=== Section Start ===
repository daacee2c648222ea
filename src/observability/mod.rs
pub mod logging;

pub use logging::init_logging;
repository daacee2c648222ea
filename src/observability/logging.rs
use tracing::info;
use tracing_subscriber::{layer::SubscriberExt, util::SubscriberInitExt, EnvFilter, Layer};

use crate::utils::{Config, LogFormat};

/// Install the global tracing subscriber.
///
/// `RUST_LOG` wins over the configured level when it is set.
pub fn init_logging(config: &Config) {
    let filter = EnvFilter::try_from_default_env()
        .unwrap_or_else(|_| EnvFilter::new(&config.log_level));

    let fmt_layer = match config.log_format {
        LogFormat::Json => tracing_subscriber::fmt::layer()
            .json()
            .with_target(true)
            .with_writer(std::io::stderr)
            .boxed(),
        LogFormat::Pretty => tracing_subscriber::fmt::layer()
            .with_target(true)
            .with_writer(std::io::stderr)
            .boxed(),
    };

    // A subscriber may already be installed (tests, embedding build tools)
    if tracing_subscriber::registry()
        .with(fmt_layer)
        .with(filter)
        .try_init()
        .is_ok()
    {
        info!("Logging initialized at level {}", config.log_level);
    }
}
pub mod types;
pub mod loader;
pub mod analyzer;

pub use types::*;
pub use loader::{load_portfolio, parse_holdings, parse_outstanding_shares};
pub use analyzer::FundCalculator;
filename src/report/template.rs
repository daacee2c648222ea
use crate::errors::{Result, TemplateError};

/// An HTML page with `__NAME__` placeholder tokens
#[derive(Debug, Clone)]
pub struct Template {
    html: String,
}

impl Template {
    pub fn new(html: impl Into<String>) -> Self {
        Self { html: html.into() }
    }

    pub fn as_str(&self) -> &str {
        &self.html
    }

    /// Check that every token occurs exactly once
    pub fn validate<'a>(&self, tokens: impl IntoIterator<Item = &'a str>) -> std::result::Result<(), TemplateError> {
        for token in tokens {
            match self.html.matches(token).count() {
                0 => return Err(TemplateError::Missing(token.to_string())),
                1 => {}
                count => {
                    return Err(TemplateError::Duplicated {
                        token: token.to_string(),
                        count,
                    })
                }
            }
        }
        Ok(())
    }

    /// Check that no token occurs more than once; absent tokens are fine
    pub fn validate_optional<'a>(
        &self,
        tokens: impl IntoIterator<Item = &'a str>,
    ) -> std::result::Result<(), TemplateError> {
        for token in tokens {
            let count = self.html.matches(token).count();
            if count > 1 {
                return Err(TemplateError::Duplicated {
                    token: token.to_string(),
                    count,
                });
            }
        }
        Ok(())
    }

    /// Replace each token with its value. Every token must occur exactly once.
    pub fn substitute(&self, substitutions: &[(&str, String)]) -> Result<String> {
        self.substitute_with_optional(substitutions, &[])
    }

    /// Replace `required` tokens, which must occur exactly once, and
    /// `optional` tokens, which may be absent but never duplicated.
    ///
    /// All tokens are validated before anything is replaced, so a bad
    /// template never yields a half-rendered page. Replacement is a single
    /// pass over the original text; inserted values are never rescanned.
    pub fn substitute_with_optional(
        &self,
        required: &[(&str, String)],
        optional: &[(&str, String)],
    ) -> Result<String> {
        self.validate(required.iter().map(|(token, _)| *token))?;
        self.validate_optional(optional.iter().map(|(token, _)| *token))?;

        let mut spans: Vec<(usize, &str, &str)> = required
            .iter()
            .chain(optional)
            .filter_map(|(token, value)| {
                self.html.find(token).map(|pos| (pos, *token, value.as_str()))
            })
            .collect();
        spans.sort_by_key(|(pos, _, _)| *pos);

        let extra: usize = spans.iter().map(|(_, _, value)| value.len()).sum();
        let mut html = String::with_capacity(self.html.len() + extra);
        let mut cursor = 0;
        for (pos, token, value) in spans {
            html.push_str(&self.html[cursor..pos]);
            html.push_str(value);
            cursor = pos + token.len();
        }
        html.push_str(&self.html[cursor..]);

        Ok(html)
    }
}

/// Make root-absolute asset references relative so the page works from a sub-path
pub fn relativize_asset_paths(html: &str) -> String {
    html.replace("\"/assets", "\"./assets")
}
=== Section End ===
=== Section Start ===
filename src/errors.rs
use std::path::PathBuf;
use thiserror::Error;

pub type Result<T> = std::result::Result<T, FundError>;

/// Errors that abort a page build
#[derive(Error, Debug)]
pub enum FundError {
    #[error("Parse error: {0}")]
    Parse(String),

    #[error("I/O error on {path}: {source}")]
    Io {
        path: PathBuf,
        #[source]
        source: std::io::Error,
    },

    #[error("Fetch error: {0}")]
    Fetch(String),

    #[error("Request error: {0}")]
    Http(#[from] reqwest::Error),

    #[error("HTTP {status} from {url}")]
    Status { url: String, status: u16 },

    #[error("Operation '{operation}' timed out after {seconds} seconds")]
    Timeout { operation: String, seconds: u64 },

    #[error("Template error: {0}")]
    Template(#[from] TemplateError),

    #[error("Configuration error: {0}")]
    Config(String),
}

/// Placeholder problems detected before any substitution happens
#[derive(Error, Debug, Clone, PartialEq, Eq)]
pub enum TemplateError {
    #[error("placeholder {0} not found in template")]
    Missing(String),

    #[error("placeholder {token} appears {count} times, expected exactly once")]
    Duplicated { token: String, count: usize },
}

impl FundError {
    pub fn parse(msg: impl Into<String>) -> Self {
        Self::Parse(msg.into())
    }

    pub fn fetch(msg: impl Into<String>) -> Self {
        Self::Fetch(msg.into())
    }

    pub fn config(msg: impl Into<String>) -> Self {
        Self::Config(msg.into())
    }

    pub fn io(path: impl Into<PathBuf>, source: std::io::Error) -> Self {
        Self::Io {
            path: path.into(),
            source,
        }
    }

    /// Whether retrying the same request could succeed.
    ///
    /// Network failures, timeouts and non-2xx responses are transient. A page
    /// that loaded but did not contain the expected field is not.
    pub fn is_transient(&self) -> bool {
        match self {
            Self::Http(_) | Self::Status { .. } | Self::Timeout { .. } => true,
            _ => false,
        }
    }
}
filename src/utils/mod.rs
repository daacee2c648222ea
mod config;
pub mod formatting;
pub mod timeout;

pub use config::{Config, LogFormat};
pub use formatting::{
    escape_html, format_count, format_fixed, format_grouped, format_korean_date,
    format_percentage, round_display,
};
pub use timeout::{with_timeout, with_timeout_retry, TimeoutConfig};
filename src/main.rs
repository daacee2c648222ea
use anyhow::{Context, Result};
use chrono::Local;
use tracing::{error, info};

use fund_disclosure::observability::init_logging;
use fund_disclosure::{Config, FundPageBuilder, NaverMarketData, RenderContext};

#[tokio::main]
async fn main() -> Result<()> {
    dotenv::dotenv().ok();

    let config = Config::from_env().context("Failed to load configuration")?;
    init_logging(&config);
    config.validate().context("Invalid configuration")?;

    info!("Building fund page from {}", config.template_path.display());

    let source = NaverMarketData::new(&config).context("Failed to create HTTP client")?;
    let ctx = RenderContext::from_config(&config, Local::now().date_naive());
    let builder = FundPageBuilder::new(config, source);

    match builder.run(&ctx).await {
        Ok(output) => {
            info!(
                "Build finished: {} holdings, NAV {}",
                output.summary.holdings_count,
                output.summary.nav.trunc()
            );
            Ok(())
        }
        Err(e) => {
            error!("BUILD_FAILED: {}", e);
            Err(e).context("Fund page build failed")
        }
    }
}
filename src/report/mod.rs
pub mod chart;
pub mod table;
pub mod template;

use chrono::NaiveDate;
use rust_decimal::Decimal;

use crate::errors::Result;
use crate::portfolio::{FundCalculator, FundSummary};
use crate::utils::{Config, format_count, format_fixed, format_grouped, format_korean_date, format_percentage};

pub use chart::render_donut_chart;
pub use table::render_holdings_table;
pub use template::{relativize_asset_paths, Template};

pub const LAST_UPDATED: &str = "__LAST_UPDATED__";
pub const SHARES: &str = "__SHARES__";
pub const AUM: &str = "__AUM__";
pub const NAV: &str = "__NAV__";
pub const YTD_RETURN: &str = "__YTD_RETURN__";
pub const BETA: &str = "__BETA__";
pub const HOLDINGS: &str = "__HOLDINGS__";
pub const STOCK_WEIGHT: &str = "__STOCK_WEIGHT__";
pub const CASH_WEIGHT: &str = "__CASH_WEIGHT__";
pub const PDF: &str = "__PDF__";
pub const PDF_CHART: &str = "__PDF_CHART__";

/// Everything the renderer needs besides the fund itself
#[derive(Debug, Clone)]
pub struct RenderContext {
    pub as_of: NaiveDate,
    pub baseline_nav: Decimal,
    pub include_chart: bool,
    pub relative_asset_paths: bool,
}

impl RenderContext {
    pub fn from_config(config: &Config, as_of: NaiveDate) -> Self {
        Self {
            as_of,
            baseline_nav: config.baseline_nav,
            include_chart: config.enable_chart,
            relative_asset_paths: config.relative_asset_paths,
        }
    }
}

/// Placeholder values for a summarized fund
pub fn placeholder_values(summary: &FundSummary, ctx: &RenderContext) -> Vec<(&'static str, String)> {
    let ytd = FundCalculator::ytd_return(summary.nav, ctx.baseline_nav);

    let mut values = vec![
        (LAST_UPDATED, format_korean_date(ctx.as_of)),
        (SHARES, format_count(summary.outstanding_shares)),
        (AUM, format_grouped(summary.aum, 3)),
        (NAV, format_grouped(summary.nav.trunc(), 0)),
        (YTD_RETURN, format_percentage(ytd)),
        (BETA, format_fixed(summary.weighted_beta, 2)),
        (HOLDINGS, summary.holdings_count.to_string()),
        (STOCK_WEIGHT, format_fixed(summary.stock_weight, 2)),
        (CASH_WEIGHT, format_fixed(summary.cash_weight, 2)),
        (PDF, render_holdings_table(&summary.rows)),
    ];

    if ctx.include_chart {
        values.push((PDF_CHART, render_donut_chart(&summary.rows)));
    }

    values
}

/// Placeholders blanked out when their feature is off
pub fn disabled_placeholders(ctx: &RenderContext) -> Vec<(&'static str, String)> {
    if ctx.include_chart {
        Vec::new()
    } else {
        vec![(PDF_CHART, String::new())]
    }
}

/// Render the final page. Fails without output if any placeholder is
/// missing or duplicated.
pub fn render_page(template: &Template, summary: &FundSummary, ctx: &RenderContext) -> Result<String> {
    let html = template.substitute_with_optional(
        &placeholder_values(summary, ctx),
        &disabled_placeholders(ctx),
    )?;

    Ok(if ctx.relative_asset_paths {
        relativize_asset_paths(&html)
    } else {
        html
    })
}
=== Section End ===
Lines containing the word "before" are to be pulled from the records and copied.

    /// All tokens are validated before anything is replaced, so a bad
/// Placeholder problems detected before any substitution happens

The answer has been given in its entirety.